Craig Shearman, vice president for Government Relations with The National Retail Federation says the chips in American credit cards are difficult, but not impossible, to replicate. And when the chips are down a "pin," or personal identification number instead of a signature throws another hurdle in front of fraudsters.

"It is the right thing to do, and we hope the banks are listening," Shearman said. "The pin number alone could stop credit card fraud if you didn't have the chip. I can give you my card, whether it has a chip or not, and if all you have to do is sign for it, you can go sign my name to it and nobody is going to know the difference. But if it has a PIN and they don't tell you the PIN, that card is absolutely worthless."

Shearman says the FBI agrees with "chip-and-pin" security, and they have added their voice to the growing chorus calling for American credit card issuers to get with it.

"They shouldn't lock the front door and leave the back door wide open," Shearman said.

The FBI has praised Europay MasterCard Visa chip cards as being more secure than the old magnetic stripe found here. The bureau also makes the point that the chip or magnetic stripe will not stop stolen or counterfeit cards from being used online or in telephone purchases.

Shearman says the pin number is harder to get around that just a simple customer scrawl on a purchase approval.

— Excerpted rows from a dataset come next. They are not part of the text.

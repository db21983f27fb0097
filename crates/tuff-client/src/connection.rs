//! A client connection from handshake to disconnect.
//!
//! One reader task owns the inbound half of the stream and the
//! [`StateMachine`]. It decodes frames strictly in arrival order, dispatches
//! them, and applies the packets that change the connection itself:
//! compression, login success, keep-alive and disconnect.
//!
//! Any number of [`ConnectionHandle`]s can send concurrently; frames are
//! serialized behind one lock on the outbound half.

use std::fmt;
use std::sync::{Arc, PoisonError};
use std::time::Duration;

use tokio::io::{AsyncRead, AsyncWrite};
use tokio::net::TcpStream;
use tokio::sync::{Mutex, mpsc, oneshot};
use tokio::task::JoinHandle;
use tokio::time::error::Elapsed;
use tokio_util::sync::CancellationToken;
use tracing::{Instrument, debug, info, info_span, trace, warn};
use tuff_mc::block::LegacyBlocks;
use tuff_mc::compression::Zlib;
use tuff_mc::crypt::Cfb8Cipher;
use tuff_mc::packets::play::max_chat_length;
use tuff_mc::packets::{
    ChatSend, ClientboundPacket, DecodeContext, EncryptionResponse, Handshake, LoginStart,
    NextState, ServerboundPacket, vanilla,
};
use tuff_mc::state::{DisconnectCause, SharedState};
use tuff_mc::transport::{FrameReader, FrameWriter};
use tuff_mc::{
    ConnectionState, Dispatcher, FrameCodec, ProtocolError, ProtocolVersion, RawPacket,
    ResolvedProtocol, Severity, StateMachine,
};

use crate::config::ClientConfig;
use crate::error::{ClientError, Result};

type BoxReader = Box<dyn AsyncRead + Send + Unpin>;
type BoxWriter = Box<dyn AsyncWrite + Send + Unpin>;

/// Characters the server kicks for in chat.
const ILLEGAL_CHAT_CHARS: [char; 3] = ['\u{a7}', '\n', '\r'];

/// Requests from handles that only the reader task can carry out.
enum Control {
    EncryptInbound {
        cipher: Cfb8Cipher,
        done: oneshot::Sender<()>,
    },
}

struct Shared {
    outbound: Mutex<FrameWriter<BoxWriter>>,
    protocol: ResolvedProtocol,
    state: SharedState,
    cancel: CancellationToken,
    cause: std::sync::Mutex<Option<DisconnectCause>>,
    control: mpsc::Sender<Control>,
}

impl Shared {
    async fn send(&self, packet: &ServerboundPacket) -> std::result::Result<(), ProtocolError> {
        if self.state.is_disconnected() || self.cancel.is_cancelled() {
            return Err(ProtocolError::Disconnected);
        }

        let raw = self.protocol.encode(self.state.load(), packet)?;
        let mut writer = self.outbound.lock().await;
        self.write(&mut writer, &raw).await?;
        trace!(kind = %packet.kind(), id = raw.id, "Sent packet");
        Ok(())
    }

    async fn write(
        &self,
        writer: &mut FrameWriter<BoxWriter>,
        raw: &RawPacket,
    ) -> std::result::Result<(), ProtocolError> {
        let result = writer.write_packet(raw).await;
        if let Err(ProtocolError::Io(e)) = &result {
            self.close(DisconnectCause::Io(e.to_string()));
        }
        result
    }

    /// Record why the connection ends and stop the reader. First cause wins.
    fn close(&self, cause: DisconnectCause) {
        {
            let mut slot = self.cause.lock().unwrap_or_else(PoisonError::into_inner);
            if slot.is_none() {
                *slot = Some(cause);
            }
        }
        self.cancel.cancel();
    }

    fn cause(&self) -> Option<DisconnectCause> {
        self.cause
            .lock()
            .unwrap_or_else(PoisonError::into_inner)
            .clone()
    }
}

/// Cheap, cloneable access to a running connection.
#[derive(Clone)]
pub struct ConnectionHandle {
    shared: Arc<Shared>,
}

impl ConnectionHandle {
    /// Snapshot of the connection state.
    #[must_use]
    pub fn state(&self) -> ConnectionState {
        self.shared.state.load()
    }

    /// The negotiated protocol version.
    #[must_use]
    pub fn version(&self) -> ProtocolVersion {
        self.shared.protocol.version()
    }

    /// Whether teardown has started.
    #[must_use]
    pub fn is_closed(&self) -> bool {
        self.shared.cancel.is_cancelled() || self.shared.state.is_disconnected()
    }

    /// Encode and send a packet in the current state.
    ///
    /// # Errors
    ///
    /// Returns [`ProtocolError::UnsupportedForVersion`] or
    /// [`ProtocolError::WrongState`] without touching the connection, or an
    /// I/O error, which also tears the connection down.
    pub async fn send(&self, packet: ServerboundPacket) -> Result<()> {
        Ok(self.shared.send(&packet).await?)
    }

    /// Send a chat message or command.
    ///
    /// # Errors
    ///
    /// Returns [`ClientError::InvalidChat`] for messages the server would
    /// kick for, or any error from [`ConnectionHandle::send`].
    pub async fn send_chat_message(&self, message: &str) -> Result<()> {
        validate_chat(message, self.version())?;
        self.send(ServerboundPacket::ChatSend(ChatSend::new(message)))
            .await
    }

    /// Send the encryption response and encrypt the stream from then on.
    ///
    /// Acquiring `shared_secret` and building `response` (RSA, session
    /// server) is up to the caller.
    ///
    /// # Errors
    ///
    /// Returns [`ProtocolError::Disconnected`] if the reader task is gone,
    /// or an error from sending the response.
    pub async fn enable_encryption(
        &self,
        shared_secret: [u8; 16],
        response: EncryptionResponse,
    ) -> Result<()> {
        let raw = self.shared.protocol.encode(
            self.state(),
            &ServerboundPacket::EncryptionResponse(response),
        )?;

        // Inbound first: the server encrypts as soon as it has the response.
        let (done, installed) = oneshot::channel();
        self.shared
            .control
            .send(Control::EncryptInbound {
                cipher: Cfb8Cipher::from_shared_secret(&shared_secret),
                done,
            })
            .await
            .map_err(|_| ProtocolError::Disconnected)?;
        installed.await.map_err(|_| ProtocolError::Disconnected)?;

        let mut writer = self.shared.outbound.lock().await;
        self.shared.write(&mut writer, &raw).await?;
        writer.enable_encryption(Cfb8Cipher::from_shared_secret(&shared_secret));
        debug!("Encryption enabled");
        Ok(())
    }

    /// Tear the connection down. Safe to call any number of times.
    pub fn disconnect(&self) {
        self.shared.close(DisconnectCause::Local);
    }
}

impl fmt::Debug for ConnectionHandle {
    fn fmt(&self, f: &mut fmt::Formatter<'_>) -> fmt::Result {
        f.debug_struct("ConnectionHandle")
            .field("version", &self.version())
            .field("state", &self.state())
            .finish_non_exhaustive()
    }
}

/// Reject chat the server would kick for.
///
/// # Errors
///
/// Returns [`ClientError::InvalidChat`] for blank messages, messages with a
/// section sign or line break, and messages over the version's limit.
pub fn validate_chat(message: &str, version: ProtocolVersion) -> Result<()> {
    if message.trim().is_empty() {
        return Err(ClientError::InvalidChat("message is blank".into()));
    }
    if let Some(c) = message.chars().find(|c| ILLEGAL_CHAT_CHARS.contains(c)) {
        return Err(ClientError::InvalidChat(format!("illegal character {c:?}")));
    }
    let max = max_chat_length(version);
    if message.chars().count() > max {
        return Err(ClientError::InvalidChat(format!("longer than {max} characters")));
    }
    Ok(())
}

/// A running connection.
#[derive(Debug)]
pub struct Connection {
    handle: ConnectionHandle,
    task: JoinHandle<DisconnectCause>,
}
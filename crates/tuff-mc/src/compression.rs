//! zlib compression used by the frame codec and the chunk decoders.

use std::io::{Read, Write};

use flate2::Compression;
use flate2::read::ZlibDecoder;
use flate2::write::ZlibEncoder;

use crate::error::{ProtocolError, Result};

/// Bytes-to-bytes compression primitive.
pub trait Compressor: Send + Sync {
    /// Compress `data`.
    ///
    /// # Errors
    ///
    /// Returns an error if the underlying encoder fails.
    fn compress(&self, data: &[u8]) -> Result<Vec<u8>>;

    /// Decompress `data`, which must inflate to exactly `expected_len` bytes.
    ///
    /// # Errors
    ///
    /// Returns [`ProtocolError::FrameCorrupt`] if the stream is invalid or
    /// its inflated size differs from `expected_len`.
    fn decompress(&self, data: &[u8], expected_len: usize) -> Result<Vec<u8>>;

    /// Decompress `data` of unknown inflated size, up to `max_len` bytes.
    ///
    /// # Errors
    ///
    /// Returns [`ProtocolError::FrameCorrupt`] if the stream is invalid or
    /// inflates past `max_len`.
    fn decompress_bounded(&self, data: &[u8], max_len: usize) -> Result<Vec<u8>>;
}

/// zlib via `flate2`.
#[derive(Debug, Clone, Copy)]
pub struct Zlib {
    level: Compression,
}

impl Zlib {
    /// Create a compressor with the given level (0-9).
    #[must_use]
    pub fn new(level: u32) -> Self {
        Self {
            level: Compression::new(level.min(9)),
        }
    }
}

impl Default for Zlib {
    fn default() -> Self {
        Self {
            level: Compression::default(),
        }
    }
}

impl Compressor for Zlib {
    fn compress(&self, data: &[u8]) -> Result<Vec<u8>> {
        let mut encoder = ZlibEncoder::new(Vec::with_capacity(data.len() / 2), self.level);
        encoder.write_all(data)?;
        Ok(encoder.finish()?)
    }

    fn decompress(&self, data: &[u8], expected_len: usize) -> Result<Vec<u8>> {
        let out = self.decompress_bounded(data, expected_len)?;
        if out.len() < expected_len {
            return Err(ProtocolError::FrameCorrupt(format!(
                "declared {expected_len} bytes, inflated to {}",
                out.len()
            )));
        }

        Ok(out)
    }

    fn decompress_bounded(&self, data: &[u8], max_len: usize) -> Result<Vec<u8>> {
        let mut out = Vec::with_capacity(max_len.min(1 << 20));
        // Read one byte past the limit so oversized streams are caught
        // without inflating them completely.
        let limit = u64::try_from(max_len).unwrap_or(u64::MAX).saturating_add(1);
        ZlibDecoder::new(data)
            .take(limit)
            .read_to_end(&mut out)
            .map_err(|e| ProtocolError::FrameCorrupt(format!("zlib: {e}")))?;

        if out.len() > max_len {
            return Err(ProtocolError::FrameCorrupt(format!(
                "inflated past {max_len} bytes"
            )));
        }

        Ok(out)
    }
}

#[cfg(test)]
mod tests {
    use super::*;

    #[test]
    fn test_zlib_roundtrip() {
        let zlib = Zlib::default();
        let data: Vec<u8> = (0..4096u32).map(|i| (i % 7) as u8).collect();
        let compressed = zlib.compress(&data).unwrap();
        assert!(compressed.len() < data.len());
        assert_eq!(zlib.decompress(&compressed, data.len()).unwrap(), data);
    }

    #[test]
    fn test_declared_length_mismatch() {
        let zlib = Zlib::new(6);
        let compressed = zlib.compress(b"sixteen bytes!!!").unwrap();
        assert!(matches!(
            zlib.decompress(&compressed, 15),
            Err(ProtocolError::FrameCorrupt(_))
        ));
        assert!(matches!(
            zlib.decompress(&compressed, 17),
            Err(ProtocolError::FrameCorrupt(_))
        ));
    }

    #[test]
    fn test_garbage_is_corrupt() {
        assert!(matches!(
            Zlib::default().decompress(b"not zlib at all", 10),
            Err(ProtocolError::FrameCorrupt(_))
        ));
    }
}
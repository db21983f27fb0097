//! Play state packets other than chunks.
//!
//! Layouts that changed between releases have one reader or writer per
//! layout, named after the first release that used it. The registry picks
//! the right one for the negotiated version.

use crate::buffer::{ByteReader, ByteWriter};
use crate::error::Result;
use crate::version::ProtocolVersion;

/// Maximum chat message a client may send (pre-1.11 limit).
pub const MAX_CHAT_LENGTH: usize = 100;

/// Maximum chat message a client may send from 1.11 on.
pub const MAX_CHAT_LENGTH_V1_11: usize = 256;

/// Longest chat message the server accepts at `version`, in characters.
#[must_use]
pub fn max_chat_length(version: ProtocolVersion) -> usize {
    if version >= ProtocolVersion::V1_11 {
        MAX_CHAT_LENGTH_V1_11
    } else {
        MAX_CHAT_LENGTH
    }
}

/// Maximum JSON chat component length.
const MAX_CHAT_JSON_LENGTH: usize = 262_144;

/// Maximum level type length.
const MAX_LEVEL_TYPE_LENGTH: usize = 16;

// =============================================================================
// KeepAlive (both directions)
// =============================================================================

/// Keep Alive packet.
///
/// The server sends one periodically and the client echoes the id back.
/// The id is an `i32` in 1.7, a `VarInt` from 1.8 and an `i64` from 1.12.2.
#[derive(Debug, Clone, Copy, PartialEq, Eq)]
pub struct KeepAlive {
    pub id: i64,
}

impl KeepAlive {
    #[must_use]
    pub const fn new(id: i64) -> Self {
        Self { id }
    }

    /// # Errors
    ///
    /// Returns an error if fewer than 4 bytes remain.
    pub fn read_v1_7(reader: &mut ByteReader) -> Result<Self> {
        Ok(Self::new(i64::from(reader.read_i32()?)))
    }

    /// # Errors
    ///
    /// Returns an error if the `VarInt` is malformed.
    pub fn read_v1_8(reader: &mut ByteReader) -> Result<Self> {
        Ok(Self::new(i64::from(reader.read_varint()?)))
    }

    /// # Errors
    ///
    /// Returns an error if fewer than 8 bytes remain.
    pub fn read_v1_12_2(reader: &mut ByteReader) -> Result<Self> {
        Ok(Self::new(reader.read_i64()?))
    }

    // Truncates ids that do not fit the older layouts.
    #[allow(clippy::cast_possible_truncation)]
    pub fn write_v1_7(&self, writer: &mut ByteWriter) {
        writer.write_i32(self.id as i32);
    }

    #[allow(clippy::cast_possible_truncation)]
    pub fn write_v1_8(&self, writer: &mut ByteWriter) {
        writer.write_varint(self.id as i32);
    }

    pub fn write_v1_12_2(&self, writer: &mut ByteWriter) {
        writer.write_i64(self.id);
    }
}

// =============================================================================
// JoinGame (Server -> Client)
// =============================================================================

/// Join Game packet (server -> client).
#[derive(Debug, Clone, PartialEq, Eq)]
pub struct JoinGame {
    /// The player's entity id.
    pub entity_id: i32,
    /// Game mode (0 survival, 1 creative, 2 adventure, 3 spectator).
    pub game_mode: u8,
    /// Hardcore flag, sent as bit 3 of the game mode byte.
    pub hardcore: bool,
    /// Dimension (-1 nether, 0 overworld, 1 end).
    pub dimension: i32,
    pub difficulty: u8,
    pub max_players: u8,
    pub level_type: String,
    /// Always `false` before 1.8.
    pub reduced_debug_info: bool,
}

impl JoinGame {
    fn read_common(reader: &mut ByteReader, wide_dimension: bool) -> Result<Self> {
        let entity_id = reader.read_i32()?;
        let mode = reader.read_u8()?;
        let dimension = if wide_dimension {
            reader.read_i32()?
        } else {
            i32::from(reader.read_i8()?)
        };

        Ok(Self {
            entity_id,
            game_mode: mode & 0x7,
            hardcore: mode & 0x8 != 0,
            dimension,
            difficulty: reader.read_u8()?,
            max_players: reader.read_u8()?,
            level_type: reader.read_string(MAX_LEVEL_TYPE_LENGTH)?,
            reduced_debug_info: false,
        })
    }

    /// # Errors
    ///
    /// Returns an error if the packet is malformed.
    pub fn read_v1_7(reader: &mut ByteReader) -> Result<Self> {
        Self::read_common(reader, false)
    }

    /// 1.8 adds the reduced debug info flag.
    ///
    /// # Errors
    ///
    /// Returns an error if the packet is malformed.
    pub fn read_v1_8(reader: &mut ByteReader) -> Result<Self> {
        let mut packet = Self::read_common(reader, false)?;
        packet.reduced_debug_info = reader.read_bool()?;
        Ok(packet)
    }

    /// 1.9.1 widens the dimension to an `i32`.
    ///
    /// # Errors
    ///
    /// Returns an error if the packet is malformed.
    pub fn read_v1_9_1(reader: &mut ByteReader) -> Result<Self> {
        let mut packet = Self::read_common(reader, true)?;
        packet.reduced_debug_info = reader.read_bool()?;
        Ok(packet)
    }

    /// Encode the 1.9.1+ layout.
    pub fn write_v1_9_1(&self, writer: &mut ByteWriter) {
        writer.write_i32(self.entity_id);
        writer.write_u8(self.game_mode | if self.hardcore { 0x8 } else { 0 });
        writer.write_i32(self.dimension);
        writer.write_u8(self.difficulty);
        writer.write_u8(self.max_players);
        writer.write_string(&self.level_type);
        writer.write_bool(self.reduced_debug_info);
    }
}

// =============================================================================
// ChatMessage (Server -> Client)
// =============================================================================

/// Where a chat message is shown.
#[derive(Debug, Clone, Copy, PartialEq, Eq)]
pub enum ChatPosition {
    Chat,
    System,
    ActionBar,
}

impl ChatPosition {
    const fn from_u8(value: u8) -> Self {
        match value {
            1 => Self::System,
            2 => Self::ActionBar,
            _ => Self::Chat,
        }
    }

    const fn as_u8(self) -> u8 {
        match self {
            Self::Chat => 0,
            Self::System => 1,
            Self::ActionBar => 2,
        }
    }
}

/// Chat Message packet (server -> client).
///
/// The message is a JSON text component.
#[derive(Debug, Clone, PartialEq, Eq)]
pub struct ChatMessage {
    pub json: String,
    /// Always [`ChatPosition::Chat`] before 1.8.
    pub position: ChatPosition,
}

impl ChatMessage {
    #[must_use]
    pub fn new(json: impl Into<String>, position: ChatPosition) -> Self {
        Self {
            json: json.into(),
            position,
        }
    }

    /// # Errors
    ///
    /// Returns an error if the packet is malformed.
    pub fn read_v1_7(reader: &mut ByteReader) -> Result<Self> {
        Ok(Self::new(
            reader.read_string(MAX_CHAT_JSON_LENGTH)?,
            ChatPosition::Chat,
        ))
    }

    /// 1.8 appends the position byte.
    ///
    /// # Errors
    ///
    /// Returns an error if the packet is malformed.
    pub fn read_v1_8(reader: &mut ByteReader) -> Result<Self> {
        let json = reader.read_string(MAX_CHAT_JSON_LENGTH)?;
        let position = ChatPosition::from_u8(reader.read_u8()?);
        Ok(Self { json, position })
    }

    pub fn write_v1_8(&self, writer: &mut ByteWriter) {
        writer.write_string(&self.json);
        writer.write_u8(self.position.as_u8());
    }
}

// =============================================================================
// ChatSend (Client -> Server)
// =============================================================================

/// Chat Message packet (client -> server).
///
/// Plain text, not JSON. Messages starting with `/` are commands.
#[derive(Debug, Clone, PartialEq, Eq)]
pub struct ChatSend {
    pub message: String,
}

impl ChatSend {
    #[must_use]
    pub fn new(message: impl Into<String>) -> Self {
        Self {
            message: message.into(),
        }
    }

    pub fn write(&self, writer: &mut ByteWriter) {
        writer.write_string(&self.message);
    }

    /// # Errors
    ///
    /// Returns an error if the packet is malformed.
    pub fn read(reader: &mut ByteReader) -> Result<Self> {
        Ok(Self::new(reader.read_string(MAX_CHAT_LENGTH_V1_11)?))
    }
}

#[cfg(test)]
mod tests {
    use super::*;

    fn reader(writer: ByteWriter) -> ByteReader {
        ByteReader::new(writer.into_inner().freeze())
    }

    #[test]
    fn test_keep_alive_layouts() {
        let keep_alive = KeepAlive::new(300);

        let mut writer = ByteWriter::new();
        keep_alive.write_v1_7(&mut writer);
        assert_eq!(writer.len(), 4);
        assert_eq!(KeepAlive::read_v1_7(&mut reader(writer)).unwrap(), keep_alive);

        let mut writer = ByteWriter::new();
        keep_alive.write_v1_8(&mut writer);
        assert_eq!(writer.len(), 2);
        assert_eq!(KeepAlive::read_v1_8(&mut reader(writer)).unwrap(), keep_alive);

        let mut writer = ByteWriter::new();
        keep_alive.write_v1_12_2(&mut writer);
        assert_eq!(writer.len(), 8);
        assert_eq!(KeepAlive::read_v1_12_2(&mut reader(writer)).unwrap(), keep_alive);
    }

    #[test]
    fn test_join_game_hardcore_bit() {
        let mut writer = ByteWriter::new();
        writer.write_i32(42);
        writer.write_u8(0x8 | 1);
        writer.write_i8(-1);
        writer.write_u8(2);
        writer.write_u8(20);
        writer.write_string("default");

        let join = JoinGame::read_v1_7(&mut reader(writer)).unwrap();
        assert_eq!(join.entity_id, 42);
        assert_eq!(join.game_mode, 1);
        assert!(join.hardcore);
        assert_eq!(join.dimension, -1);
        assert_eq!(join.level_type, "default");
        assert!(!join.reduced_debug_info);
    }

    #[test]
    fn test_join_game_wide_dimension() {
        let join = JoinGame {
            entity_id: 7,
            game_mode: 3,
            hardcore: false,
            dimension: 1,
            difficulty: 0,
            max_players: 8,
            level_type: "flat".to_string(),
            reduced_debug_info: true,
        };
        let mut writer = ByteWriter::new();
        join.write_v1_9_1(&mut writer);
        assert_eq!(JoinGame::read_v1_9_1(&mut reader(writer)).unwrap(), join);
    }

    #[test]
    fn test_chat_length_limit() {
        assert_eq!(max_chat_length(ProtocolVersion::V1_8), 100);
        assert_eq!(max_chat_length(ProtocolVersion::V1_10), 100);
        assert_eq!(max_chat_length(ProtocolVersion::V1_11), 256);
        assert_eq!(max_chat_length(ProtocolVersion::V1_12_2), 256);
    }

    #[test]
    fn test_chat_position() {
        let message = ChatMessage::new(r#"{"text":"hi"}"#, ChatPosition::ActionBar);
        let mut writer = ByteWriter::new();
        message.write_v1_8(&mut writer);
        assert_eq!(ChatMessage::read_v1_8(&mut reader(writer)).unwrap(), message);
    }
}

"The signature is just an illegible scrawl that really means nothing, where a PIN number is a secret, secure number that you keep in your head and nobody else know it except you,"
Shearman said. "They have been able to dismiss retailers concerns for whatever reason. But here is the FBI, the top law enforcement institution in the country, saying that PINs are required for security. So if the FBI says it is necessary, we think that's a pretty strong argument that it really is necessary."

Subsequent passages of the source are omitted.